Start of Block

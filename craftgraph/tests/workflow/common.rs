//! Shared helpers for workflow integration tests.

use std::sync::{Arc, Mutex};

use async_trait::async_trait;
use craftgraph::graph::NodeCall;
use craftgraph::{
    AgentError, InMemoryStore, MockGateway, Next, NodeMiddleware, Orchestrator, RetryPolicy,
    Store, WorkflowConfig, WorkflowState,
};

/// Extraction reply: plastic bottles with size and material, but no fastener.
pub const BOTTLES_ONLY: &str = r#"{"ingredients":[
    {"name":"water bottles","size":"500 ml","material":"plastic","category":"container","confidence":0.9}
]}"#;

/// Extraction reply: a complete container and a complete fastener.
pub const BOTTLES_AND_TWINE: &str = r#"{"ingredients":[
    {"name":"water bottles","size":"500 ml","material":"plastic","category":"container","confidence":0.9},
    {"name":"twine","size":"5 m","material":"jute","category":"fastener","confidence":0.8}
]}"#;

/// Config that never sleeps between model retries.
pub fn fast_config() -> WorkflowConfig {
    WorkflowConfig {
        retry_policy: RetryPolicy::immediate(1),
        ..WorkflowConfig::default()
    }
}

pub fn orchestrator(mock: &Arc<MockGateway>) -> Orchestrator {
    orchestrator_over(mock, Arc::new(InMemoryStore::new()))
}

pub fn orchestrator_over(mock: &Arc<MockGateway>, store: Arc<dyn Store>) -> Orchestrator {
    Orchestrator::new(mock.clone(), store, fast_config()).expect("workflow graph compiles")
}

/// Records the id of every node that runs, in order, and the state each one returned.
#[derive(Default)]
pub struct NodeRecorder {
    visited: Mutex<Vec<String>>,
    returned: Mutex<Vec<(String, WorkflowState)>>,
}

impl NodeRecorder {
    pub fn visited(&self) -> Vec<String> {
        self.visited.lock().unwrap().clone()
    }

    /// States returned by `node_id`, oldest first; each is what got checkpointed.
    pub fn returned_by(&self, node_id: &str) -> Vec<WorkflowState> {
        self.returned
            .lock()
            .unwrap()
            .iter()
            .filter(|(id, _)| id == node_id)
            .map(|(_, state)| state.clone())
            .collect()
    }
}

#[async_trait]
impl NodeMiddleware<WorkflowState> for NodeRecorder {
    async fn around_run(
        &self,
        node_id: &str,
        state: WorkflowState,
        inner: NodeCall<WorkflowState>,
    ) -> Result<(WorkflowState, Next), AgentError> {
        self.visited.lock().unwrap().push(node_id.to_string());
        let (state, next) = inner(state).await?;
        self.returned
            .lock()
            .unwrap()
            .push((node_id.to_string(), state.clone()));
        Ok((state, next))
    }
}

/// Orchestrator whose node order is observable through the returned recorder.
pub fn recording_orchestrator(mock: &Arc<MockGateway>) -> (Orchestrator, Arc<NodeRecorder>) {
    let recorder = Arc::new(NodeRecorder::default());
    let orch = Orchestrator::with_middleware(
        mock.clone(),
        Arc::new(InMemoryStore::new()),
        fast_config(),
        recorder.clone(),
    )
    .expect("workflow graph compiles");
    (orch, recorder)
}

End of Block

→ **The problem**: Would you filter the entries above and keep each line that has the word "Extraction"?

→ **Answer box**:
/// Extraction reply: plastic bottles with size and material, but no fastener.
/// Extraction reply: a complete container and a complete fastener.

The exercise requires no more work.